Moose Morning Show – ‘Tweets of the Week!’ (Oct. 2-6)
Every day around 7:50am on the Moose Morning Show, we share some of our favorite tweets from the past few days, with the ’92 Moose Morning Show Tweets of the Day!’ Laugh along with our accumulation of the best of this week!
I just spent 20 minutes at the store choosing the best food with only organic ingredients for my dog, then took my kids to Burger King.
— Lady Lawya (@Parkerlawyer) January 23, 2016
Explaining to your mom how to attach a picture to an email is the equivalent of running 3 full marathons.
— TheMotherOctopus (@MotherOctopusKJ) September 19, 2017
Never ask a woman who is eating ice cream straight from the carton how she’s doing.
— Underchilde (@underchilde) October 1, 2017
ME AT 20: It's Saturday night! Let's do shots!
ME AT 30: If I wrap my iPad in saran wrap, I can watch Netflix in the bathtub.
— Eden Dranger (@Eden_Eats) October 1, 2017
I just want my husband to look at me the way I look at Beyoncé
— Sofiya Alexandra (@TheSofiya) October 4, 2017
Our pet turtle is now a teenager, but so far he wants nothing to do with the tiny nunchucks I made him.
— Abe Yospe (@Cheeseboy22) October 2, 2017
I threw a basketball at a wolf and it just startled him. He musta not been a teen.
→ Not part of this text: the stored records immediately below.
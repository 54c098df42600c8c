//! OS signal handling.
//!
//! # Responsibilities
//! - Wait for SIGINT (Ctrl+C) or SIGTERM
//! - Translate them into a shutdown of the server
//!
//! # Design Decisions
//! - Uses Tokio's signal handling (async-safe)
//! - A failed handler installation is logged, never fatal

/// Resolves once the process is asked to terminate.
pub async fn shutdown_signal() {
    let ctrl_c = async {
        if let Err(e) = tokio::signal::ctrl_c().await {
            tracing::error!(error = %e, "Failed to install Ctrl+C handler");
            std::future::pending::<()>().await;
        }
    };

    #[cfg(unix)]
    let terminate = async {
        use tokio::signal::unix::{signal, SignalKind};
        match signal(SignalKind::terminate()) {
            Ok(mut sig) => {
                sig.recv().await;
            }
            Err(e) => {
                tracing::error!(error = %e, "Failed to install SIGTERM handler");
                std::future::pending::<()>().await;
            }
        }
    };

    #[cfg(not(unix))]
    let terminate = std::future::pending::<()>();

    tokio::select! {
        _ = ctrl_c => {},
        _ = terminate => {},
    }
    tracing::info!("Shutdown signal received");
}
//! Serving the single-page application in history mode.
//!
//! # Responsibilities
//! - Answer deep links (`/`, `/quiz` under the base path) with the app shell
//! - Tag the shell with the view the route table resolved
//! - Answer unknown paths with the shell's not-found view and a 404
//!
//! # Design Decisions
//! - Route table is the single source of truth for which paths exist
//! - Query strings never influence which view is served

use axum::{
    extract::State,
    http::{StatusCode, Uri},
    response::{Html, IntoResponse},
};

use crate::http::server::AppState;
use crate::routing::Resolution;

/// Fallback handler: resolve the path through the route table.
pub async fn spa_handler(State(state): State<AppState>, uri: Uri) -> impl IntoResponse {
    let resolution = state.routes.resolve(uri.path());
    let status = match resolution {
        Resolution::Matched(_) => StatusCode::OK,
        Resolution::NotFound { ref path } => {
            tracing::debug!(path = %path, "No route matched");
            StatusCode::NOT_FOUND
        }
    };

    let page = render_shell(
        &state.frontend.title,
        &state.routes.base_url(),
        resolution.view_name(),
    );
    (status, Html(page))
}

/// HTML document the frontend boots from.
pub fn render_shell(title: &str, base_url: &str, view: &str) -> String {
    format!(
        "<!DOCTYPE html>\n\
         <html lang=\"en\">\n\
         <head>\n\
         <meta charset=\"utf-8\">\n\
         <base href=\"{base}\">\n\
         <title>{title}</title>\n\
         </head>\n\
         <body>\n\
         <div id=\"app\" data-view=\"{view}\" data-base-url=\"{base}\"></div>\n\
         </body>\n\
         </html>\n",
        base = escape(base_url),
        title = escape(title),
        view = escape(view),
    )
}

fn escape(s: &str) -> String {
    let mut out = String::with_capacity(s.len());
    for c in s.chars() {
        match c {
            '&' => out.push_str("&amp;"),
            '<' => out.push_str("&lt;"),
            '>' => out.push_str("&gt;"),
            '"' => out.push_str("&quot;"),
            '\'' => out.push_str("&#39;"),
            _ => out.push(c),
        }
    }
    out
}
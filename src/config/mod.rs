//! Configuration management subsystem.
//!
//! # Data Flow
//! ```text
//! config file (TOML)
//!     → loader.rs (parse, deserialize, env overrides)
//!     → validation.rs (semantic checks)
//!     → AppConfig (validated, immutable)
//!     → shared with the HTTP server and the quiz registry
//! ```
//!
//! # Design Decisions
//! - Config is immutable once loaded
//! - All fields have defaults to allow minimal configs
//! - Validation separates syntactic (serde) from semantic checks

pub mod loader;
pub mod schema;
pub mod validation;

pub use loader::{load_config, ConfigError};
pub use schema::AppConfig;
pub use schema::{CorsConfig, FrontendConfig, ListenerConfig, ObservabilityConfig};
pub use schema::{QuestionConfig, QuizConfig, TimeoutConfig};
//! Application state held for the lifetime of one frontend instance.
//!
//! The store is an explicitly owned value: the application context creates it
//! at start and hands out `&`/`&mut` borrows. Nothing is persisted; dropping the
//! context drops the state.

pub mod participant;

pub use participant::{Participant, ParticipantStore};
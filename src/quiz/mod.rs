//! Quiz sessions, participants and scoring.
//!
//! # Data Flow
//! ```text
//! config.quizzes
//!     → registry.rs (SessionRegistry, quiz_id → Arc<QuizSession>)
//!     → session.rs (participants, answers, scores)
//!     → leaderboard (sorted snapshot) → broadcast to sockets
//! ```
//!
//! # Design Decisions
//! - Registry is a concurrent map; sessions are shared via Arc
//! - Each session locks its participants only for short synchronous sections
//! - Questions are immutable once a session is created
//! - Correct answers never leave this module except through `Question`

pub mod registry;
pub mod session;
pub mod types;

pub use registry::SessionRegistry;
pub use session::QuizSession;
pub use types::{LeaderboardEntry, ParticipantRecord, PublicQuestion, Question, QuizError};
— mark normand (@marknorm) October 4, 2017
Deleted Instagram off my phone two hours ago and I've already completed my masters
— Alison Agosti (@AlisonAgosti) October 4, 2017
has anyone tried tangle-free shampoo on earbuds?
— Aparna Nancherla (@aparnapkin) October 2, 2017
I'm curious, why aren't super powers ever bestowed on small breasted women?
— Jack Boot (@IamJackBoot) October 3, 2017
It's ok carrot garnish, everyone leaves me behind too.
— Vicalicious (@thevickster_sa) October 4, 2017
What I’ve learned from watching The Wizard of Oz:
You can accomplish anything with a dog, good friends, and a fantastic pair of shoes.
— Goddess Of Mischief™ (@AsgardianRose) October 4, 2017
It's so cool how my kid introduces everyone as "my best friend" instead of "the random kid I met at the park 30 seconds ago."
— Mommy Owl (@Lhlodder) September 22, 2017
Why would I buy a pumpkin at the store for $5 when I can drive 30 miles & pay to make my kids walk through a field to pick our own for $27.
— Simon Holland (@simoncholland) October 14, 2016
Race ya to the bottom of the barrel.